Dataset entries

□ □ □ □ □

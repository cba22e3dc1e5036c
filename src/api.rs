// src/api.rs
use std::sync::Arc;

use axum::{
    extract::{Path, Query, State},
    response::{IntoResponse, Response},
    routing::{get, post},
    Json, Router,
};
use chrono::Utc;
use serde::Deserialize;
use serde_json::json;
use tower_http::cors::CorsLayer;

use crate::cache::MemoryCache;
use crate::collect::providers::build_http_client;
use crate::collect::types::MissingCredential;
use crate::collect::{run_cycle, single_source_snapshot, CollectionPipeline, HYBRID_ENGINE, REALTIME_PERIOD};
use crate::config::AppConfig;
use crate::error::{ApiError, MSG_COLLECT_FAILED, MSG_DUMMY_FAILED, MSG_NO_DATA};
use crate::fixtures::dummy_snapshot;
use crate::live::google::GoogleDailyTrends;
use crate::live::naver::NaverDatalab;
use crate::live::LiveTrends;
use crate::store::{SqliteStore, TrendStore};
use crate::types::{RankedKeyword, Source};

#[derive(Clone)]
pub struct AppState {
    pub store: Arc<dyn TrendStore>,
    pub pipeline: Arc<CollectionPipeline>,
    pub live: Arc<LiveTrends>,
}

impl AppState {
    pub fn new(store: Arc<dyn TrendStore>, pipeline: Arc<CollectionPipeline>, live: Arc<LiveTrends>) -> Self {
        Self { store, pipeline, live }
    }

    /// Production wiring: SQLite store, real feeds, Google + Naver live rankings.
    pub async fn from_config(cfg: &AppConfig) -> anyhow::Result<Self> {
        let store = SqliteStore::connect(&cfg.database_url).await?;
        let pipeline = CollectionPipeline::from_config(cfg)?;

        let http = build_http_client(cfg.settings.http_timeout())?;
        let cache = Arc::new(MemoryCache::<Vec<RankedKeyword>>::new());
        let live = LiveTrends::new(cache, cfg.settings.live_cache_ttl())
            .with_provider(Arc::new(GoogleDailyTrends::new(http.clone())))
            .with_provider(Arc::new(NaverDatalab::new(http, cfg.credentials.naver())));

        Ok(Self::new(Arc::new(store), Arc::new(pipeline), Arc::new(live)))
    }
}

pub fn router(state: AppState) -> Router {
    Router::new()
        .route("/health", get(|| async { "ok" }))
        .route("/trends", get(get_trends))
        .route("/trends/{engine}", get(get_live_trends))
        .route("/collect-news", post(collect_news))
        .route("/hybrid-trends", get(hybrid_usage).post(collect_hybrid))
        .route("/test-dummy", get(dummy_usage).post(write_dummy))
        .layer(CorsLayer::very_permissive())
        .with_state(state)
}

#[derive(Debug, Default, Deserialize)]
struct TrendQuery {
    #[serde(default)]
    engine: Option<String>,
    #[serde(default)]
    period: Option<String>,
}

fn or_default(v: Option<String>, default: &str) -> String {
    v.filter(|s| !s.trim().is_empty())
        .unwrap_or_else(|| default.to_string())
}

async fn get_trends(State(state): State<AppState>, Query(q): Query<TrendQuery>) -> Result<Response, ApiError> {
    let engine = or_default(q.engine, HYBRID_ENGINE);
    let period = or_default(q.period, REALTIME_PERIOD);

    let row = state
        .store
        .latest(&engine, &period)
        .await
        .map_err(ApiError::Query)?;

    Ok(match row {
        Some(row) => Json(row).into_response(),
        None => Json(json!({
            "engine": engine,
            "period": period,
            "data": { "keywords": [] },
            "message": MSG_NO_DATA,
        }))
        .into_response(),
    })
}

async fn collect_news(State(state): State<AppState>) -> Result<Json<serde_json::Value>, ApiError> {
    let keywords = state
        .pipeline
        .collect_headlines()
        .await
        .ok_or(ApiError::FeedEmpty)?;

    let top_k = keywords.len();
    let snapshot = single_source_snapshot(Source::News, keywords, REALTIME_PERIOD, Utc::now(), top_k);
    state
        .store
        .save(Source::News.as_str(), REALTIME_PERIOD, &snapshot)
        .await?;

    tracing::info!(target: "api", keywords = snapshot.combined.len(), "headline keywords stored");
    let keywords = snapshot.sources.get(&Source::News).cloned().unwrap_or_default();
    Ok(Json(json!({ "success": true, "keywords": keywords })))
}

async fn collect_hybrid(State(state): State<AppState>) -> Result<Json<serde_json::Value>, ApiError> {
    let snapshot = run_cycle(&state.pipeline, state.store.as_ref())
        .await
        .map_err(|source| ApiError::Operation {
            message: MSG_COLLECT_FAILED,
            source,
        })?;

    Ok(Json(json!({
        "success": true,
        "message": "하이브리드 트렌드 데이터 수집 완료",
        "data": snapshot,
    })))
}

async fn hybrid_usage() -> Json<serde_json::Value> {
    Json(json!({
        "message": "하이브리드 트렌드 데이터 수집 API입니다.",
        "usage": "POST /hybrid-trends 로 뉴스, 소셜, 쇼핑, 검색 키워드를 수집합니다.",
    }))
}

async fn write_dummy(State(state): State<AppState>) -> Result<Json<serde_json::Value>, ApiError> {
    let snapshot = dummy_snapshot(Utc::now());
    state
        .store
        .save(HYBRID_ENGINE, REALTIME_PERIOD, &snapshot)
        .await
        .map_err(|source| ApiError::Operation {
            message: MSG_DUMMY_FAILED,
            source,
        })?;

    Ok(Json(json!({
        "success": true,
        "message": "더미 하이브리드 트렌드 데이터가 생성되었습니다.",
        "data": snapshot,
    })))
}

async fn dummy_usage() -> Json<serde_json::Value> {
    Json(json!({
        "message": "더미 트렌드 데이터 생성 API입니다.",
        "usage": "POST /test-dummy 로 테스트용 하이브리드 데이터를 저장합니다.",
    }))
}

#[derive(Debug, Default, Deserialize)]
struct LiveQuery {
    #[serde(default)]
    period: Option<String>,
}

async fn get_live_trends(
    State(state): State<AppState>,
    Path(engine): Path<String>,
    Query(q): Query<LiveQuery>,
) -> Result<Json<serde_json::Value>, ApiError> {
    let period = or_default(q.period, REALTIME_PERIOD);

    let result = match state.live.ranking(&engine, &period).await {
        None => return Err(ApiError::UnknownEngine(engine)),
        Some(Ok(r)) => r,
        Some(Err(e)) => {
            return Err(match e.downcast_ref::<MissingCredential>() {
                Some(missing) => ApiError::Config(missing.to_string()),
                None => ApiError::Upstream(format!("{e:#}")),
            })
        }
    };

    Ok(Json(json!({
        "engine": engine,
        "period": period,
        "cached": result.cached,
        "keywords": result.keywords,
    })))
}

□ □ □ □ □

# What the task requires:
Take the lines from the start of the records through the line holding "use tower_http::cors::CorsLayer;", both included, and please print them exactly, with nothing else.

# Answer space:
repository cba22e3dc1e5036c
filename src/api.rs
// src/api.rs
use std::sync::Arc;

use axum::{
    extract::{Path, Query, State},
    response::{IntoResponse, Response},
    routing::{get, post},
    Json, Router,
};
use chrono::Utc;
use serde::Deserialize;
use serde_json::json;
use tower_http::cors::CorsLayer;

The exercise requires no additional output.